[周期性牵张应力对人成骨细胞基因表达谱影响的初步研究]应力性骨折可以自愈吗?

　　[摘要]目的：研究周期性牵张力对人成骨细胞基因表达谱的影响，为进一步研究机械应力状态下骨改建机理提供思路和线索。方法：通过体外细胞加载系统对培养的人成骨细胞施加8％形变率、6周/min的周期性牵张力24 h，应用基因表达谱芯片技术对人成骨细胞中的mRNA表达水平进行对比杂交分析，检测周期性牵张力加载组成骨细胞基因表达谱的变化。结果：在所分析的21 073条人类功能基因中，加载组与未加载组人成骨细胞之间差异表达显著的基因有2 498条，其中表达上调的有899条(2.0倍以上),表达下降的有1 599条(0.5倍以下)。这些基因表达产物涉及细胞信号转导、细胞周期调节等多个方面。结论：周期性牵张力对成骨细胞多种基因的表达产生了影响，成骨细胞的应力反应是一个复杂的，多基因参与调控的过程。这些变化的基因可能与成骨细胞的机械应力反应有关。

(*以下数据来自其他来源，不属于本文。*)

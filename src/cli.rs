use std::io::BufRead;
use std::time::Duration;

use clap::Parser;
use git_version::git_version;
use tracing::warn;

use crate::api::Command;
use crate::config::{Backlog, SimConfig};
use crate::curtain::Curtain;
use crate::limit::{Travel, FULLY_CLOSED, FULLY_OPEN};

const GIT_VERSION: &str = git_version!(
    args = ["--always", "--dirty=-modified"],
    fallback = "unknown"
);

/// Simulated curtain controller.
#[derive(Parser, Debug)]
#[clap(name = "Curtains", version = GIT_VERSION)]
pub struct Opts {
    /// Milliseconds between two simulated motor steps
    #[clap(long, default_value = "250")]
    pub tick_ms: u64,

    /// Position the curtain starts at
    #[clap(long, default_value = "0")]
    pub at: i32,

    /// Let targets leave the 0-100 range
    #[clap(long)]
    pub unbounded: bool,

    /// Cap on undelivered updates per subscription
    #[clap(long)]
    pub backlog: Option<usize>,

    #[clap(short, long)]
    pub verbose: bool,

    /// the position to move to
    pub target: Option<i32>,
}

impl Opts {
    pub fn config(&self) -> SimConfig {
        SimConfig::default()
            .with_tick(Duration::from_millis(self.tick_ms))
            .with_initial_position(self.at)
            .with_travel(if self.unbounded {
                Travel::Unbounded
            } else {
                Travel::Clamped
            })
            .with_backlog(self.backlog.map_or(Backlog::Unbounded, Backlog::Bounded))
    }
}

/// Applies operator commands, one per line, until `quit` or end of input.
///
/// End of input only stops reading; the curtain keeps running until `quit`
/// or an explicit shutdown.
pub fn read_commands(curtain: &impl Curtain, input: impl BufRead) {
    for line in input.lines() {
        let line = match line {
            Ok(line) if line.trim().is_empty() => continue,
            Ok(line) => line,
            Err(_) => return,
        };

        match line.parse::<Command>() {
            Ok(Command::Move(p)) => curtain.set_target_position(p),
            Ok(Command::Open) => curtain.set_target_position(FULLY_OPEN),
            Ok(Command::Close) => curtain.set_target_position(FULLY_CLOSED),
            Ok(Command::Query) => curtain.query(),
            Ok(Command::Quit) => {
                curtain.shutdown();
                return;
            }
            Err(e) => warn!("{}", e),
        }
    }
}

#[cfg(test)]
mod tests {
    use futures_util::StreamExt;
    use tokio::time::timeout;

    use super::*;
    use crate::{CurtainState, SimConfig, SimulatedCurtain};

    #[test]
    fn defaults_match_sim_config() {
        let opts = Opts::parse_from(["curtains"]);
        let config = opts.config();
        assert_eq!(config.tick, Duration::from_millis(250));
        assert_eq!(config.initial_position, 0);
        assert_eq!(config.travel, Travel::Clamped);
        assert_eq!(config.backlog, Backlog::Unbounded);
        assert_eq!(opts.target, None);
    }

    #[test]
    fn maps_options() {
        let opts = Opts::parse_from([
            "curtains",
            "--tick-ms",
            "10",
            "--at",
            "100",
            "--unbounded",
            "--backlog",
            "8",
            "40",
        ]);
        let config = opts.config();
        assert_eq!(config.tick, Duration::from_millis(10));
        assert_eq!(config.initial_position, 100);
        assert_eq!(config.travel, Travel::Unbounded);
        assert_eq!(config.backlog, Backlog::Bounded(8));
        assert_eq!(opts.target, Some(40));
    }

    fn fast() -> SimulatedCurtain {
        SimulatedCurtain::new(SimConfig::default().with_tick(Duration::from_millis(1)))
    }

    #[tokio::test(start_paused = true)]
    async fn end_of_input_keeps_curtain_running() {
        let curtain = fast();
        let done = curtain.init();

        read_commands(&curtain, "3\nbogus\n\nquery\n".as_bytes());

        let position = curtain.position();
        // query lands before the first tick
        assert_eq!(position.recv().await, Some(0));
        assert_eq!(position.recv().await, Some(1));
        assert_eq!(position.recv().await, Some(2));
        assert_eq!(position.recv().await, Some(3));
        assert_eq!(done.peek(), None);

        curtain.shutdown();
        assert_eq!(done.await, Ok(()));
    }

    #[tokio::test(start_paused = true)]
    async fn quit_shuts_down_and_stops_reading() {
        let curtain = fast();
        let done = curtain.init();

        read_commands(&curtain, "close\nquit\nopen\n".as_bytes());

        assert_eq!(timeout(Duration::from_secs(1), done).await.unwrap(), Ok(()));
        let states: Vec<CurtainState> = curtain.state().into_stream().collect().await;
        assert!(states.len() <= 1);
    }
}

　　[关键词]周期性牵张应力；人成骨细胞；基因表达谱；基因芯片
　　[中图分类号]R783.5 [文献标识码]A[文章编号]1008-6455（2007）10-1410-03
　　
　　Experimental study of effects of cyclic tensile strain on gene expression profiles in human osteoblasts
　　QIU Jun,LI Yong-ming,LIN Zhu,CHEN Qiao-ling
　　(Department of Orthodontics，College ofStomatology,the Fourth Military Medical University，Xi"an 710032，Shaanxi，China)
　　
　　Abstract:ObjectiveTo study effects of cyclic tensile strain on gene expression profiles in human osteoblasts in vitro.MethodsHuman osteoblasts were cultured on flexible-bottomed plates and subjected to 8% elongation by strain unit at 6 cycles/min (i.e.5-s elongation and 5-s relaxation) for 24 hours in the experimental groups. Control group were not exerted any strain. Both of them were examined by gene expression profiles chip technology. Results A series of differentially expressed genes were found between experimental group and control group. 899 up-regulated and 1599 down-regulated genes were identified among the 2 498 differentially expressed genes.ConclusionThe results shows that the response ofhuman osteoblasts to cyclic tensile strain in gene level was complicate. These differentially expressed genes are necessary genes related to osteoblasts response to mechanical strain.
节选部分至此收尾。